Enquête publique environnementale du Canal Seine-Nord Europe

Rapport n° DGAST/SG/2024/121 : Avis du Département du Nord sur la demande d’autorisation environnementale déposée par la  Société  du  Canal  Seine-Nord  Europe  pour  les  travaux  nécessaires  à  la  réalisation  et  à l’exploitation du canal à grand gabarit Seine-Nord Europe sur les secteurs n°2 à 6 de Passel dans l’Oise à Aubencheul-au-Bac dans le Nord

Contre – Intervention d’Anne Mikolajczak

Monsieur le président, chèr·es collègues

Cette délibération propose d’émettre un avis favorable sans réserve du Département du Nord à la demande d’autorisation environnementale déposée par la société du Canal Seine Nord Europe, pour les  travaux  nécessaires  à  la  réalisation et à l’exploitation du canal de Passel dans l’Oise à Aubencheul-au-Bac dans le Nord. Le groupe écologiste ayant plusieurs réserves sur le projet de Canal Seine Nord Europe dans sa forme actuelle, nous voterons contre cette délibération.
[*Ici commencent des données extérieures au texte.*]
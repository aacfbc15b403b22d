//! Uniform-grid spatial index, used by the `spatial` collision backend for
//! scale (spec §4.3). Grounded on the teacher's `QuadTree`, which also
//! abandons an actual quad-tree for a flat spatial-hash grid in the
//! interest of simplicity and speed.

use glam::Vec2;

/// A point-plus-radius entry, indexed by its position in the grid.
#[derive(Debug, Clone, Copy)]
struct Entry {
    index: usize,
    position: Vec2,
    r: f32,
}

/// A uniform grid over a rectangular region. Cells are sized so that a
/// typical body spans only one or two cells.
pub struct Grid {
    min_x: f32,
    min_y: f32,
    cell_size: f32,
    cols: usize,
    rows: usize,
    buckets: Vec<Vec<Entry>>,
}

impl Grid {
    /// Build a grid covering `[min_x, max_x] x [min_y, max_y]`, sized so
    /// that `cell_size` is a few multiples of `typical_radius`.
    pub fn build(min_x: f32, min_y: f32, max_x: f32, max_y: f32, typical_radius: f32, entries: impl Iterator<Item = (usize, Vec2, f32)>) -> Self {
        let cell_size = (typical_radius * 8.0).max(1.0);
        let cols = (((max_x - min_x) / cell_size).ceil() as usize).max(1);
        let rows = (((max_y - min_y) / cell_size).ceil() as usize).max(1);
        let mut grid = Self { min_x, min_y, cell_size, cols, rows, buckets: vec![Vec::new(); cols * rows] };
        for (index, position, r) in entries {
            grid.insert(Entry { index, position, r });
        }
        grid
    }

    #[inline]
    fn cell_coords(&self, position: Vec2) -> (usize, usize) {
        let gx = ((position.x - self.min_x) / self.cell_size).floor().max(0.0) as usize;
        let gy = ((position.y - self.min_y) / self.cell_size).floor().max(0.0) as usize;
        (gx.min(self.cols - 1), gy.min(self.rows - 1))
    }

    fn insert(&mut self, entry: Entry) {
        let (gx, gy) = self.cell_coords(entry.position);
        self.buckets[gy * self.cols + gx].push(entry);
    }

    /// Call `visit` for every entry whose bucket neighborhood could overlap
    /// a disc at `position` with radius `r` (a superset of the true
    /// overlap set — callers still do the exact circle test).
    pub fn for_each_candidate(&self, position: Vec2, r: f32, mut visit: impl FnMut(usize)) {
        let reach = (r + self.cell_size).max(self.cell_size);
        let min = Vec2::new(position.x - reach, position.y - reach);
        let max = Vec2::new(position.x + reach, position.y + reach);
        let (min_gx, min_gy) = self.cell_coords(min);
        let (max_gx, max_gy) = self.cell_coords(max);
        for gy in min_gy..=max_gy {
            for gx in min_gx..=max_gx {
                for entry in &self.buckets[gy * self.cols + gx] {
                    visit(entry.index);
                }
            }
        }
    }
}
Une remarque sur la forme, tout d’abord : nous déplorons que le projet de Canal ne fasse pas l’objet d’une présentation détaillée en conseil départemental, comme nous l’avions demandé et comme cela a pû être fait devant les conseillers départementaux de la Somme. Vous nous aviez répondu, Monsieur le Président, que le projet n’arrivant pas tout de suite dans le Nord, la présentation aurait lieu plus tard. Mais plus tard n’est jamais arrivé et nous nous retrouvons donc aujourd’hui à devoir émettre un avis favorable sans réserve… 

Des réserves, le groupe écologiste en a, concernant la gestion de matériaux excédentaires alors que le chantier du Canal représente un volume record de terres excavées, mais surtout à propos des compensations environnementales. Au moins 82 espèces protégées habitent sur le trajet du canal. Les mesures de compensation prévues, obligatoires depuis la démarche ERC (éviter-réduire-compenser), ne répareront jamais les dégâts colossaux de ce chantier. Nombre d’études montrent que la plupart des opérations de compensation n’évite pas la perte de diversité, la qualité écologique des écosystèmes étant corrélée à leur ancienneté.
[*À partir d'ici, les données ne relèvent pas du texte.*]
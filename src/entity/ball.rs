//! Shared circle state for every ball kind (spec §3, §9 "Heterogeneous bodies").

use glam::Vec2;
use serde::Serialize;

use crate::ids::BallId;

/// Tag identifying which concrete ball kind a `BallEntry` holds.
#[derive(Debug, Clone, Copy, PartialEq, Eq, Hash, Serialize)]
pub enum BallKind {
    Food,
    Spore,
    Thorn,
    Clone,
}

/// Fields common to every ball kind: identity, position, size/radius,
/// velocity, and lifecycle flags.
#[derive(Debug, Clone)]
pub struct BallData {
    pub id: BallId,
    pub position: Vec2,
    /// Radius. Invariant: `r >= 0`.
    pub r: f32,
    /// Size, the mass proxy: `s = r^2`. Additive under ingestion.
    pub s: f32,
    /// Net velocity this tick, used for overlap/moving-set bookkeeping and
    /// reported in snapshots.
    pub velocity: Vec2,
    pub moving: bool,
    pub removed: bool,
}

impl BallData {
    pub fn new(id: BallId, position: Vec2, r: f32) -> Self {
        Self { id, position, r, s: r * r, velocity: Vec2::ZERO, moving: false, removed: false }
    }

    /// Set size directly, recomputing radius (`r = sqrt(s)`).
    #[inline]
    pub fn set_size(&mut self, s: f32) {
        self.s = s.max(0.0);
        self.r = self.s.sqrt();
    }

    /// Grow by ingesting another ball's size (the "Eats" rule, spec §4.4).
    #[inline]
    pub fn ingest(&mut self, other_size: f32) {
        self.set_size(self.s + other_size);
    }
}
L’ emprise du projet est de 3 100 hectares, en grande partie constituée d’espaces naturels ou agricoles, dont des zones Natura 2000, des sites de reproduction et d’habitat d’espèces protégées, etc.
Nous dénonçons également la méthode. Faire appel à des entreprises de terrassement par le biais d’appels d’offres plutôt que de s’inscrire dans une démarche plus participative et ouverte aux citoyen·nes, en faisant appel au tissu d’associations environnementales de notre région, quelle occasion manquée ! Nous pouvions par exemple faire appel à des acteurs tels que le conservatoire botanique de Bailleul, qui dispose d’une véritable expertise en la matière.
Les compensations environnementales doivent tenir compte des bouleversements climatiques en cours et qui vont s’accentuer. Notre région est déjà confrontée aux inondations, aux sécheresses successives, les espèces d’arbres qui vivront sur notre sol dans 50 ans ne sont pas celles qui nous entourent aujourd’hui. Ce n’est pas une mince affaire et c’est dans cette perspective qu’il faut envisager les conséquences de la mise en service du Canal.
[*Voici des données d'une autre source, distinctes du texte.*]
//! End-to-end scenarios (seed=42, default config unless noted).

use std::collections::HashMap;

use glam::Vec2;

use arena_core::action::Action;
use arena_core::collision::{Candidate, CollisionBackend, PrecisionBackend};
use arena_core::config::Config;
use arena_core::entity::{CloneBall, FoodBall, SporeBall, ThornBall};
use arena_core::error::SimError;
use arena_core::geometry::Border;
use arena_core::ids::{BallIdAllocator, PlayerId, TeamId};
use arena_core::managers::{FoodManager, PlayerManager, SporeManager, ThornManager};
use arena_core::rng::SimRng;
use arena_core::rules::{resolve_tick, RuleContext};
use arena_core::Server;

struct Harness {
    food: FoodManager,
    spore: SporeManager,
    thorn: ThornManager,
    player: PlayerManager,
    cfg: Config,
    rng: SimRng,
    ids: BallIdAllocator,
    border: Border,
}

impl Harness {
    fn new(team_num: u32, player_num_per_team: u32) -> Self {
        Self {
            food: FoodManager::new(),
            spore: SporeManager::new(),
            thorn: ThornManager::new(),
            player: PlayerManager::new(team_num, player_num_per_team),
            cfg: Config::default(),
            rng: SimRng::new(42),
            ids: BallIdAllocator::new(),
            border: Border::new(1000.0, 1000.0),
        }
    }

    fn ctx(&mut self) -> RuleContext<'_> {
        RuleContext {
            food: &mut self.food,
            spore: &mut self.spore,
            thorn: &mut self.thorn,
            player: &mut self.player,
            cfg: &self.cfg,
            rng: &mut self.rng,
            ids: &self.ids,
            border: &self.border,
        }
    }
}

fn cand_from_clone(c: &CloneBall) -> Candidate {
    Candidate { id: c.data.id, position: c.data.position, r: c.data.r }
}

#[test]
fn s1_clone_eats_food_at_zero_distance() {
    let mut h = Harness::new(1, 1);
    let pid = PlayerId(0);
    let team = TeamId(0);
    let clone_id = h.ids.next();
    h.player.add_clone(CloneBall::new(clone_id, pid, team, Vec2::new(500.0, 500.0), 50.0));
    let food_id = h.ids.next();
    h.food.add(FoodBall::new(food_id, Vec2::new(500.0, 500.0), 2.0));

    let moving = vec![cand_from_clone(h.player.clone_ball(clone_id).unwrap())];
    let total = vec![moving[0], Candidate { id: food_id, position: Vec2::new(500.0, 500.0), r: 2.0 }];
    let border = h.border;
    let pairs = PrecisionBackend.solve(&moving, &total, &border);
    let moving_ids = vec![clone_id];

    let size_before = h.player.clone_ball(clone_id).unwrap().data.s;
    let mut ctx = h.ctx();
    resolve_tick(&mut ctx, &moving_ids, &pairs);

    assert!(h.food.get(food_id).is_none());
    assert!((h.player.clone_ball(clone_id).unwrap().data.s - (size_before + 4.0)).abs() < 1e-3);
}

#[test]
fn s2_larger_clone_eats_smaller_different_team() {
    let mut h = Harness::new(2, 1);
    let a = h.ids.next();
    let b = h.ids.next();
    h.player.add_clone(CloneBall::new(a, PlayerId(0), TeamId(0), Vec2::ZERO, 10.0));
    h.player.add_clone(CloneBall::new(b, PlayerId(1), TeamId(1), Vec2::ZERO, 80.0_f32.sqrt()));
    h.player.clone_ball_mut(a).unwrap().data.set_size(100.0);
    h.player.clone_ball_mut(b).unwrap().data.set_size(80.0);

    let ca = cand_from_clone(h.player.clone_ball(a).unwrap());
    let cb = cand_from_clone(h.player.clone_ball(b).unwrap());
    let total = vec![ca, cb];
    let moving = vec![ca, cb];
    let border = h.border;
    let pairs = PrecisionBackend.solve(&moving, &total, &border);
    let moving_ids = vec![ca.id, cb.id];

    let mut ctx = h.ctx();
    resolve_tick(&mut ctx, &moving_ids, &pairs);

    assert!(h.player.clone_ball(b).is_none());
    assert!((h.player.clone_ball(a).unwrap().data.s - 180.0).abs() < 1e-3);
}

#[test]
fn s3_clone_eats_thorn_and_explodes_with_size_preserved() {
    let mut h = Harness::new(1, 1);
    let pid = PlayerId(0);
    let team = TeamId(0);
    let clone_id = h.ids.next();
    h.player.add_clone(CloneBall::new(clone_id, pid, team, Vec2::new(500.0, 500.0), 50.0));
    let thorn_id = h.ids.next();
    h.thorn.add(ThornBall::new(thorn_id, Vec2::new(500.0, 500.0), 15.0));

    let ca = cand_from_clone(h.player.clone_ball(clone_id).unwrap());
    let ct = Candidate { id: thorn_id, position: Vec2::new(500.0, 500.0), r: 15.0 };
    let total = vec![ca, ct];
    let moving = vec![ca];
    let border = h.border;
    let pairs = PrecisionBackend.solve(&moving, &total, &border);
    let moving_ids = vec![clone_id];

    let mut ctx = h.ctx();
    resolve_tick(&mut ctx, &moving_ids, &pairs);

    let count = h.player.clone_count_for(pid);
    assert!(count >= 1 && count <= h.cfg.player.on_thorns_part_num.min(h.cfg.player.part_num_max));
    let total_size: f32 = h
        .player
        .player(pid)
        .unwrap()
        .cells
        .iter()
        .filter_map(|id| h.player.clone_ball(*id))
        .map(|c| c.data.s)
        .sum();
    assert!((total_size - 2725.0).abs() < 1e-2);
}

#[test]
fn s4_thorn_absorbs_spore_and_decays_to_rest() {
    let mut h = Harness::new(1, 1);
    let thorn_id = h.ids.next();
    h.thorn.add(ThornBall::new(thorn_id, Vec2::new(500.0, 500.0), 15.0));
    let spore_id = h.ids.next();
    let direction = Vec2::new(1.0, 0.0);
    h.spore.add(SporeBall::new(spore_id, Vec2::new(500.0, 500.0), 3.0, direction, 250.0, 0.3));

    let cs = Candidate { id: spore_id, position: Vec2::new(500.0, 500.0), r: 3.0 };
    let ct = Candidate { id: thorn_id, position: Vec2::new(500.0, 500.0), r: 15.0 };
    let total = vec![ct, cs];
    let moving = vec![cs];
    let border = h.border;
    let pairs = PrecisionBackend.solve(&moving, &total, &border);
    let moving_ids = vec![spore_id];

    let eat_vel_init = h.cfg.thorn.eat_spore_vel_init;
    let zero_time = h.cfg.thorn.eat_spore_vel_zero_time;
    let mut ctx = h.ctx();
    resolve_tick(&mut ctx, &moving_ids, &pairs);

    assert!(h.spore.get(spore_id).is_none());
    let thorn = h.thorn.get_mut(thorn_id).unwrap();
    assert!((thorn.data.velocity.length() - eat_vel_init).abs() < 1e-3);
    assert!(thorn.data.velocity.normalize().dot(direction) > 0.99);

    for _ in 0..20 {
        thorn.integrate(zero_time / 20.0, &border);
    }
    assert!(thorn.data.velocity.length() <= 1e-2);
}

#[test]
fn s5_same_owner_cells_separate_before_recombine_age_then_fuse_after() {
    let mut h = Harness::new(1, 1);
    let pid = PlayerId(0);
    let team = TeamId(0);
    let a = h.ids.next();
    let b = h.ids.next();
    let mut ca = CloneBall::new(a, pid, team, Vec2::new(500.0, 500.0), 20.0);
    let mut cb = CloneBall::new(b, pid, team, Vec2::new(510.0, 500.0), 20.0);
    ca.age = 0.0;
    cb.age = 0.0;
    h.player.add_clone(ca);
    h.player.add_clone(cb);

    h.player.adjust(&h.cfg.player, &h.border);
    assert_eq!(h.player.clone_count_for(pid), 2);

    // Advance both cells' ages past `recombine_age` without moving them apart.
    for cell in h.player.all_clones_mut() {
        cell.age = h.cfg.player.recombine_age + 1.0;
    }
    h.player.adjust(&h.cfg.player, &h.border);
    assert_eq!(h.player.clone_count_for(pid), 1);
}

#[test]
fn s6_eject_wins_over_split_in_same_action_tick() {
    let mut cfg = Config::default();
    cfg.team_num = 1;
    cfg.player_num_per_team = 1;
    cfg.player.radius_init = 15.0;
    cfg.food.num_init = 0;
    cfg.food.num_min = 0;
    cfg.thorn.num_init = 0;
    cfg.thorn.num_min = 0;
    let mut server = Server::new(cfg).unwrap();
    server.seed(42);
    server.reset();
    let pid = server.player_ids()[0];

    let mut split_action = HashMap::new();
    split_action.insert(pid, Action::split(Vec2::X));
    server.apply_actions(&split_action).unwrap();
    let mut eject_action = HashMap::new();
    eject_action.insert(pid, Action::eject(Vec2::X));
    server.apply_actions(&eject_action).unwrap();

    let size_before = server.player_total_size(pid);
    let cells_before = server.player_cell_count(pid);
    server.step(None).unwrap();

    assert_eq!(server.player_cell_count(pid), cells_before);
    assert_eq!(server.spore_count(), 1);
    let spore_cfg_debit = arena_core::config::Config::default().spore.spore_radius_init.powi(2);
    assert!((server.player_total_size(pid) - (size_before - spore_cfg_debit)).abs() < 1e-2);
}

#[test]
fn apply_actions_rejects_unknown_player_without_staging() {
    let mut cfg = Config::default();
    cfg.team_num = 1;
    cfg.player_num_per_team = 1;
    let mut server = Server::new(cfg).unwrap();
    server.seed(42);
    server.reset();

    let mut actions = HashMap::new();
    actions.insert(PlayerId(999), Action::mv(Vec2::X));
    let err = server.apply_actions(&actions).unwrap_err();
    assert!(matches!(err, SimError::UnknownPlayer(_)));
}

#[test]
fn universal_invariants_hold_after_many_ticks() {
    let mut cfg = Config::default();
    cfg.team_num = 2;
    cfg.player_num_per_team = 2;
    cfg.food.num_init = 100;
    cfg.food.num_max = 120;
    cfg.thorn.num_init = 5;
    let mut server = Server::new(cfg.clone()).unwrap();
    server.seed(42);
    server.reset();

    for _ in 0..200 {
        server.step(None).unwrap();
    }

    for &pid in server.player_ids() {
        let count = server.player_cell_count(pid);
        assert!(count >= 1 && count <= cfg.player.part_num_max);
    }
}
Comprenons-nous bien, les écologistes sont favorables au mode fluvial autant qu’au ferroviaire, tous deux moins énergivores et polluants que le routier. Et certains aspects du projet de Canal Seine Nord Europe semblent positifs à cet égard, ce qui nous amène par exemple à voter pour la convention  de  partenariat  avec la Société  du  Canal pour la mise en tourisme, qui vient d’être adoptée. 

Mais plusieurs conditions de réussite ne sont aujourd’hui pas réunies, à commencer par le report modal de la route vers le fluvial. Le canal sera principalement dédié au transport de vrac “pondéreux”, quand le transport routier ne répond pas aux mêmes besoins. D’après la société du CSNE elle-même, pour encourager un véritable report modal, il faudrait mettre en place une redevance kilométrique poids-lourds ambitieuse, ce que refuse la majorité de droite au conseil régional des Hauts-de-France qui soutient au contraire toujours plus le développement du trafic routier et des plateformes logistiques desservies par la route. 

Le groupe écologiste votera donc contre cette délibération et propose de geler la contribution du Département du Nord au Canal Seine Nord Europe dans l’attente d’un recalibrage du projet. Et nous ferons bien sûr part de notre contribution à l’enquête publique environnementale en cours.